(Extracted information begins)
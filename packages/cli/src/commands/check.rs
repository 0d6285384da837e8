use crate::config::Config;
use anyhow::{anyhow, Result};
use clap::Args;
use colored::Colorize;
use formcraft_blocks::{
    deserialize, migrate_duplicate_ids, serialize, serialize_pretty, DeserializeError, IdGenerator,
    Registry,
};
use std::fs;
use std::path::{Path, PathBuf};
use tracing::debug;
use walkdir::WalkDir;

#[derive(Debug, Args)]
pub struct CheckArgs {
    /// Directory to check (defaults to the configured forms directory)
    pub path: Option<String>,

    /// Rename blocks with duplicate ids and save the repaired forms
    #[arg(long)]
    pub repair: bool,
}

pub fn check(args: CheckArgs, cwd: &Path) -> Result<()> {
    let config = Config::load(cwd)?;
    let dir = match &args.path {
        Some(path) => cwd.join(path),
        None => config.get_forms_dir(cwd),
    };

    if !dir.exists() {
        return Err(anyhow!("Forms directory does not exist: {:?}", dir));
    }

    println!("{}", "🔍 Checking forms...".bright_blue().bold());

    let files = find_form_files(&dir);
    debug!(dir = %dir.display(), count = files.len(), "discovered form files");
    if files.is_empty() {
        println!("{}", "⚠️  No form files found".yellow());
        return Ok(());
    }

    let registry = Registry::builtin();
    let mut error_count = 0;

    for file in &files {
        let relative_path = file.strip_prefix(&dir).unwrap_or(file);
        match check_file(file, &args, &config, registry) {
            Ok(0) => println!("  {} {}", "✓".green(), relative_path.display()),
            Ok(repaired) => println!(
                "  {} {} - renamed {} blocks",
                "✓".green(),
                relative_path.display(),
                repaired
            ),
            Err(e) => {
                error_count += 1;
                eprintln!(
                    "  {} {} - {}",
                    "✗".red(),
                    relative_path.display(),
                    e.to_string().red()
                );
            }
        }
    }

    println!();
    if error_count == 0 {
        println!("{} {} forms are valid", "✅".green(), files.len());
        Ok(())
    } else {
        Err(anyhow!("{} of {} forms are invalid", error_count, files.len()))
    }
}

/// Returns how many blocks were renamed
fn check_file(file: &Path, args: &CheckArgs, config: &Config, registry: &Registry) -> Result<usize> {
    let content = fs::read_to_string(file)?;

    match deserialize(&content, registry) {
        Ok(_) => Ok(0),
        Err(DeserializeError::DuplicateId(_)) if args.repair => {
            let seed = file
                .file_stem()
                .map(|stem| stem.to_string_lossy().into_owned())
                .unwrap_or_default();
            let mut ids = IdGenerator::new(&seed);
            let (doc, repaired) = migrate_duplicate_ids(&content, registry, &mut ids)?;
            let output = if config.pretty {
                serialize_pretty(&doc)?
            } else {
                serialize(&doc)?
            };
            fs::write(file, output)?;
            Ok(repaired)
        }
        Err(err) => Err(err.into()),
    }
}

fn find_form_files(dir: &Path) -> Vec<PathBuf> {
    let mut files: Vec<PathBuf> = WalkDir::new(dir)
        .follow_links(true)
        .into_iter()
        .filter_map(|e| e.ok())
        .filter(|e| e.file_type().is_file())
        .map(|e| e.into_path())
        .filter(|path| path.extension().map(|ext| ext == "json").unwrap_or(false))
        .collect();
    files.sort();
    files
}

#[cfg(test)]
mod tests {
    use super::*;

    #[test]
    fn test_find_form_files_recurses() {
        let dir = tempfile::tempdir().unwrap();
        fs::create_dir_all(dir.path().join("archive")).unwrap();
        fs::write(dir.path().join("a.json"), "[]").unwrap();
        fs::write(dir.path().join("archive").join("b.json"), "[]").unwrap();
        fs::write(dir.path().join("notes.txt"), "").unwrap();

        let files = find_form_files(dir.path());
        assert_eq!(files.len(), 2);
    }

    #[test]
    fn test_repair_renames_duplicates() {
        let dir = tempfile::tempdir().unwrap();
        let file = dir.path().join("dup.json");
        fs::write(
            &file,
            r#"[{"id":"a","blockType":"Heading","attributes":{"label":"One"}},
                {"id":"a","blockType":"Heading","attributes":{"label":"Two"}}]"#,
        )
        .unwrap();

        let config = Config::default();
        let registry = Registry::builtin();
        let plain = CheckArgs {
            path: None,
            repair: false,
        };
        assert!(check_file(&file, &plain, &config, registry).is_err());

        let repair = CheckArgs {
            path: None,
            repair: true,
        };
        assert_eq!(check_file(&file, &repair, &config, registry).unwrap(), 1);
        assert_eq!(check_file(&file, &plain, &config, registry).unwrap(), 0);
    }
}
//! Built-in block definitions, one module per block type
//!
//! Registration order here is the palette order.

mod calendar;
mod heading;
mod media;
mod paragraph;
mod radio_select;
mod row_layout;
mod select;
mod star_rating;
mod text_area;
mod text_field;

pub use calendar::Calendar;
pub use heading::Heading;
pub use media::Media;
pub use paragraph::Paragraph;
pub use radio_select::RadioSelect;
pub use row_layout::RowLayout;
pub use select::Select;
pub use star_rating::StarRating;
pub use text_area::TextArea;
pub use text_field::TextField;

use crate::block::{Attributes, BlockInstance};
use crate::registry::BlockDefinition;
use crate::render::{canvas_frame, field_label, helper_text, CanvasContext, VNode};
use serde_json::Value;

pub const FONT_SIZES: &[&str] = &["small", "medium", "large", "x-large", "2x-large", "4x-large"];

pub const FONT_WEIGHTS: &[&str] = &["normal", "bold", "bolder", "lighter"];

pub fn builtin() -> Vec<Box<dyn BlockDefinition>> {
    vec![
        Box::new(TextField),
        Box::new(TextArea),
        Box::new(RadioSelect),
        Box::new(StarRating),
        Box::new(Media),
        Box::new(Calendar),
        Box::new(Select),
        Box::new(Heading),
        Box::new(Paragraph),
        Box::new(RowLayout),
    ]
}

/// Unwrap a `json!({...})` literal into an attribute map
pub(crate) fn defaults(value: Value) -> Attributes {
    match value {
        Value::Object(map) => map,
        _ => Attributes::new(),
    }
}

/// Canvas preview shared by field blocks: label, a disabled control, helper
pub(crate) fn field_canvas(block: &BlockInstance, ctx: &CanvasContext<'_>, control: VNode) -> VNode {
    let node = canvas_frame(block, ctx)
        .with_child(field_label(block))
        .with_child(control);
    match helper_text(block) {
        Some(helper) => node.with_child(helper),
        None => node,
    }
}

/// Typography classes of content blocks
pub(crate) fn text_classes(block: &BlockInstance, default_size: &str) -> String {
    format!(
        "text-{} font-{}",
        block.attr_str("fontSize").unwrap_or(default_size),
        block.attr_str("fontWeight").unwrap_or("normal")
    )
}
(Extracted information ends)
§ **Exercise details**
Above are the entries; copy every line among them that contains the word "display".

§ **Output below**
    debug!(dir = %dir.display(), count = files.len(), "discovered form files");
            Ok(0) => println!("  {} {}", "✓".green(), relative_path.display()),
                relative_path.display(),
                    relative_path.display(),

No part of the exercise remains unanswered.